Chile started participating in the OTI Festival in 1972 in Madrid and continued participating in an uninterrupted way till the last Show held in 2000 in Acapulco.

History 

This country won the contest in two occasions: the first one in 1984 with the singer-songwriter Fernando Ubiergo with his song "Agualuna" (Moonwater).

The second Chilean victory came in 1998 with the strambotical rapper and comedian Florcita Motuda with his song "Fin de siglo, es hora de inflamarse deprimirse o transformarse" (End of century, It's time to get wild, to get depressed or to transform ourselves).

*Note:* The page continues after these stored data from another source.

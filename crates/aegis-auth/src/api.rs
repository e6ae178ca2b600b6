//! The caller-facing engine: one initiating event per operation, one
//! completion per call, observed through the machines' listeners.

use std::sync::Arc;

use chrono::Duration;
use parking_lot::Mutex;
use tokio::sync::oneshot;
use tracing::{debug, warn};

use aegis_core::{ListenerToken, Resolver, StateMachine};

use crate::configuration::AuthConfiguration;
use crate::credentials::{
    AuthCredentials, SecretString, SignInCredentials, SignedInData, SignedOutData,
};
use crate::environment::AuthEnvironment;
use crate::error::{AuthError, SessionError};
use crate::events::{
    AuthEvent, AuthEventPayload, AuthenticationEvent, AuthorizationEvent, CredentialStoreEvent,
    CredentialStoreEventPayload, SignInChallengeEvent,
};
use crate::provider::{IdentityProviderClient, UserProfile};
use crate::states::authentication::DeleteUserState;
use crate::states::credential_store::{CredentialStoreResolver, CredentialStoreState};
use crate::states::{
    AuthenticationState, AuthorizationState, SessionResolver, SessionState, SignInChallengeState,
    SignInState,
};
use crate::store::{AuthCredentialStore, LocalSettings, SecureStore};

/// How a sign-in call finished: either fully signed in, or parked on a
/// challenge the caller must answer through `confirm_sign_in`.
#[derive(Debug, Clone)]
pub enum SignInOutcome {
    Done(SignedInData),
    ChallengeRequired(crate::states::PublishedChallenge),
}

/// How sign-out should behave.
#[derive(Debug, Clone, Copy, Default)]
pub struct SignOutOptions {
    /// Revoke every issued token on every device, not just this one.
    pub global_sign_out: bool,
}

/// Construction knobs beyond the configuration itself.
#[derive(Debug, Clone, Default)]
pub struct EngineOptions {
    /// Shared storage scope for credentials, when the platform has one.
    pub access_group: Option<String>,
    /// Move existing items into a newly configured access group.
    pub migrate_shared_store: bool,
    /// Refresh lead time; `None` uses the two-minute default.
    pub refresh_lead_time: Option<Duration>,
}

/// The authentication engine: a session machine, a credential store
/// machine, and the operations that drive them.
pub struct AuthEngine {
    environment: Arc<AuthEnvironment>,
    session: StateMachine<SessionResolver>,
    store: StateMachine<CredentialStoreResolver>,
}
//! Account deletion. Success tears the local session down; failure
//! leaves the user signed in and recoverable.

use std::sync::Arc;

use async_trait::async_trait;
use tracing::{info, warn};

use aegis_core::{EffectfulAction, EventDispatcher};

use crate::credentials::SignedInData;
use crate::environment::AuthEnvironment;
use crate::error::AuthError;
use crate::events::{AuthEvent, AuthEventPayload, AuthenticationEvent};

#[derive(Debug)]
pub struct DeleteUser {
    pub data: SignedInData,
}

#[async_trait]
impl EffectfulAction for DeleteUser {
    type Event = AuthEvent;
    type Environment = AuthEnvironment;

    fn id(&self) -> &str {
        "DeleteUser"
    }

    async fn execute(
        self: Box<Self>,
        dispatcher: EventDispatcher<AuthEvent>,
        environment: Arc<AuthEnvironment>,
    ) {
        match environment
            .provider
            .delete_user(&self.data.tokens.access_token)
            .await
        {
            Ok(()) => {
                info!(username = %self.data.username, "user deleted");
                dispatcher.send(AuthEvent::new(AuthEventPayload::Authentication(
                    AuthenticationEvent::UserDeleted,
                )));
            }
            Err(error) => {
                warn!(%error, "user deletion failed");
                dispatcher.send(AuthEvent::new(AuthEventPayload::Authentication(
                    AuthenticationEvent::DeleteUserFailed(AuthError::from_service(error)),
                )));
            }
        }
    }
}
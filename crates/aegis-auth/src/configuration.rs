//! Auth configuration: which pools exist and how stored data is namespaced.

use serde::{Deserialize, Serialize};

/// User-pool (token issuing) side of the configuration.
#[derive(Debug, Clone, PartialEq, Eq, Serialize, Deserialize)]
pub struct UserPoolConfiguration {
    /// Pool id, `<region>_<suffix>`.
    pub pool_id: String,
    /// App client id.
    pub client_id: String,
    /// Optional app client secret; when present every provider call carries
    /// a `SECRET_HASH`.
    pub client_secret: Option<String>,
    pub region: String,
}

impl UserPoolConfiguration {
    /// The pool suffix after the region separator, hashed into the SRP
    /// password verifier.
    pub fn pool_name(&self) -> &str {
        match self.pool_id.split_once('_') {
            Some((_, suffix)) => suffix,
            None => &self.pool_id,
        }
    }

    /// Whether two configurations store data under the same namespace.
    /// Secondary fields (client secret) do not participate.
    pub fn is_namespacing_equal(lhs: Option<&Self>, rhs: Option<&Self>) -> bool {
        match (lhs, rhs) {
            (Some(a), Some(b)) => a.pool_id == b.pool_id && a.client_id == b.client_id,
            (None, None) => true,
            _ => false,
        }
    }
}

/// Identity-pool (AWS credential vending) side of the configuration.
#[derive(Debug, Clone, PartialEq, Eq, Serialize, Deserialize)]
pub struct IdentityPoolConfiguration {
    pub pool_id: String,
    pub region: String,
}

/// The supported configuration shapes.
#[derive(Debug, Clone, PartialEq, Eq, Serialize, Deserialize)]
pub enum AuthConfiguration {
    UserPools(UserPoolConfiguration),
    IdentityPools(IdentityPoolConfiguration),
    UserPoolsAndIdentityPools(UserPoolConfiguration, IdentityPoolConfiguration),
}

impl AuthConfiguration {
    pub fn user_pool(&self) -> Option<&UserPoolConfiguration> {
        match self {
            AuthConfiguration::UserPools(up) => Some(up),
            AuthConfiguration::UserPoolsAndIdentityPools(up, _) => Some(up),
            AuthConfiguration::IdentityPools(_) => None,
        }
    }

    pub fn identity_pool(&self) -> Option<&IdentityPoolConfiguration> {
        match self {
            AuthConfiguration::IdentityPools(ip) => Some(ip),
            AuthConfiguration::UserPoolsAndIdentityPools(_, ip) => Some(ip),
            AuthConfiguration::UserPools(_) => None,
        }
    }

    /// Namespace prefix stored data is keyed under. Derived from the pool
    /// ids so that a pool change lands in a fresh namespace.
    pub fn store_key(&self) -> String {
        let suffix = match self {
            AuthConfiguration::UserPools(up) => up.pool_id.clone(),
            AuthConfiguration::IdentityPools(ip) => ip.pool_id.clone(),
            AuthConfiguration::UserPoolsAndIdentityPools(up, ip) => {
                format!("{}.{}", up.pool_id, ip.pool_id)
            }
        };
        format!("aegis.{suffix}")
    }
}
//! Concurrent execution of effectful actions.

use std::collections::HashSet;
use std::sync::Arc;

use parking_lot::Mutex;

use crate::action::{EffectfulAction, EventDispatcher};
use crate::event::StateMachineEvent;

/// Schedules actions as independent tokio tasks.
///
/// Completion order is unspecified: a slow action's follow-up events may be
/// interleaved arbitrarily with those of faster actions. The executor keeps
/// an in-flight identifier set and coalesces duplicates: dispatching an
/// action whose identifier is already running is a logged no-op.
pub struct EffectExecutor<E, Env> {
    dispatcher: EventDispatcher<E>,
    environment: Arc<Env>,
    in_flight: Arc<Mutex<HashSet<String>>>,
}

impl<E, Env> EffectExecutor<E, Env>
where
    E: StateMachineEvent,
    Env: Send + Sync + 'static,
{
    pub fn new(dispatcher: EventDispatcher<E>, environment: Arc<Env>) -> Self {
        Self {
            dispatcher,
            environment,
            in_flight: Arc::new(Mutex::new(HashSet::new())),
        }
    }

    /// Schedule one action. Returns immediately.
    pub fn dispatch(&self, action: Box<dyn EffectfulAction<Event = E, Environment = Env>>) {
        let id = action.id().to_owned();
        {
            let mut in_flight = self.in_flight.lock();
            if !in_flight.insert(id.clone()) {
                tracing::debug!(action = %id, "action already in flight, coalescing");
                return;
            }
        }
        tracing::debug!(action = %id, "executing action");

        let dispatcher = self.dispatcher.clone();
        let environment = Arc::clone(&self.environment);
        let in_flight = Arc::clone(&self.in_flight);
        tokio::spawn(async move {
            action.execute(dispatcher, environment).await;
            in_flight.lock().remove(&id);
        });
    }

    /// Identifiers of actions currently running.
    pub fn in_flight(&self) -> Vec<String> {
        self.in_flight.lock().iter().cloned().collect()
    }
}
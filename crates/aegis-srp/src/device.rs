//! Device password verifiers for the remembered-device flow.
//!
//! Confirming a device registers a verifier derived from the device group
//! key, device key, and a device password. This is computable without an
//! active SRP session: the confirm-device sub-flow runs after tokens have
//! already been issued.

use num_bigint::BigUint;
use rand::rngs::OsRng;
use rand::RngCore;
use sha2::{Digest, Sha256};

use crate::error::SrpError;
use crate::group::{pad_bytes, SrpGroup};

/// The salted verifier registered for a remembered device.
#[derive(Debug, Clone, PartialEq, Eq)]
pub struct DevicePasswordVerifier {
    /// Random salt, big-endian.
    pub salt: Vec<u8>,
    /// `g^x mod N`, big-endian, signed-integer padded.
    pub password_verifier: Vec<u8>,
}

/// Derive a device password verifier.
///
/// Fails with [`SrpError::Configuration`] when the secure RNG is
/// unavailable and with [`SrpError::Calculation`] on any arithmetic
/// failure; it never panics on malformed input.
pub fn generate_device_password_verifier(
    device_group_key: &str,
    device_key: &str,
    device_password: &str,
    group: &SrpGroup,
) -> Result<DevicePasswordVerifier, SrpError> {
    let mut salt = [0u8; 16];
    OsRng
        .try_fill_bytes(&mut salt)
        .map_err(|err| SrpError::Configuration(format!("secure RNG unavailable: {err}")))?;

    let verifier = verifier_for_salt(device_group_key, device_key, device_password, &salt, group)?;
    Ok(DevicePasswordVerifier {
        salt: salt.to_vec(),
        password_verifier: verifier,
    })
}

fn verifier_for_salt(
    device_group_key: &str,
    device_key: &str,
    device_password: &str,
    salt: &[u8],
    group: &SrpGroup,
) -> Result<Vec<u8>, SrpError> {
    if salt.is_empty() {
        return Err(SrpError::Calculation("empty verifier salt".into()));
    }

    // x = H(PAD(salt) ‖ H(groupKey ‖ deviceKey ‖ ":" ‖ password))
    let mut inner = Sha256::new();
    inner.update(device_group_key.as_bytes());
    inner.update(device_key.as_bytes());
    inner.update(b":");
    inner.update(device_password.as_bytes());
    let identity_hash = inner.finalize();

    let salt_value = BigUint::from_bytes_be(salt);
    let mut outer = Sha256::new();
    outer.update(pad_bytes(&salt_value));
    outer.update(identity_hash);
    let x = BigUint::from_bytes_be(&outer.finalize());

    let verifier = group.g.modpow(&x, &group.n);
    Ok(pad_bytes(&verifier))
}

#[cfg(test)]
mod tests {
    use super::*;

    #[test]
    fn verifier_is_deterministic_for_fixed_salt() {
        let group = SrpGroup::standard();
        let salt = [0x42u8; 16];
        let a = verifier_for_salt("groupKey", "deviceKey", "devicePassword", &salt, &group)
            .expect("verifier");
        let b = verifier_for_salt("groupKey", "deviceKey", "devicePassword", &salt, &group)
            .expect("verifier");
        assert_eq!(a, b);
        assert!(!a.is_empty());
    }

    #[test]
    fn verifier_depends_on_every_input() {
        let group = SrpGroup::standard();
        let salt = [0x42u8; 16];
        let base = verifier_for_salt("groupKey", "deviceKey", "devicePassword", &salt, &group)
            .expect("verifier");
        let other_key = verifier_for_salt("groupKey", "otherDevice", "devicePassword", &salt, &group)
            .expect("verifier");
        let other_password = verifier_for_salt("groupKey", "deviceKey", "other", &salt, &group)
            .expect("verifier");
        assert_ne!(base, other_key);
        assert_ne!(base, other_password);
    }

    #[test]
    fn fresh_verifiers_use_distinct_salts() {
        let group = SrpGroup::standard();
        let a = generate_device_password_verifier("groupKey", "deviceKey", "pw", &group)
            .expect("verifier");
        let b = generate_device_password_verifier("groupKey", "deviceKey", "pw", &group)
            .expect("verifier");
        assert_ne!(a.salt, b.salt);
    }
}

Apart from their victories, the Chilean member stations got the second place in the festival with Alberto Plaza and his song "Canción contra la tristeza" (A song against sadness) in 1995. Chile also got three third places in 1976 with Alfredo Fuentes and his song "Era solo un chiquillo" ("I was just a little child"), in 1985 with Juan Carlos Duque and his song "Para poder vivir" (To be able to live) and in 1992 with Pablo Herrera and his song "Para poder vivir" (To be able to live).

Chile and its two OTI member stations: Televisión Nacionlal de Chile and Canal 13, organised jointly the event in 1978, due to the refusal of the Nicaraguan broadcaster (previous year's winner) to organise the event because of the civil war. The festival was held in the Municipal Theatre of Santiago, the same venue where the festival was held again in 1986.

National final 
Chile was one of the few OTI Festival participating countries who organised an annual national final in order to select the participating entrant in the contest. The winner, who was elected by a professional jury, would later represent Chile in the festival.

The "Chilean National OTI Contest", which was the official name of the selection process, was also very popular between the local audience and in fact, many famous musicians participated in the national final in order to represent their country in the main event.

The two main Chilean networks that broadcast the festival every year, were also the organisers of the Chilean national final.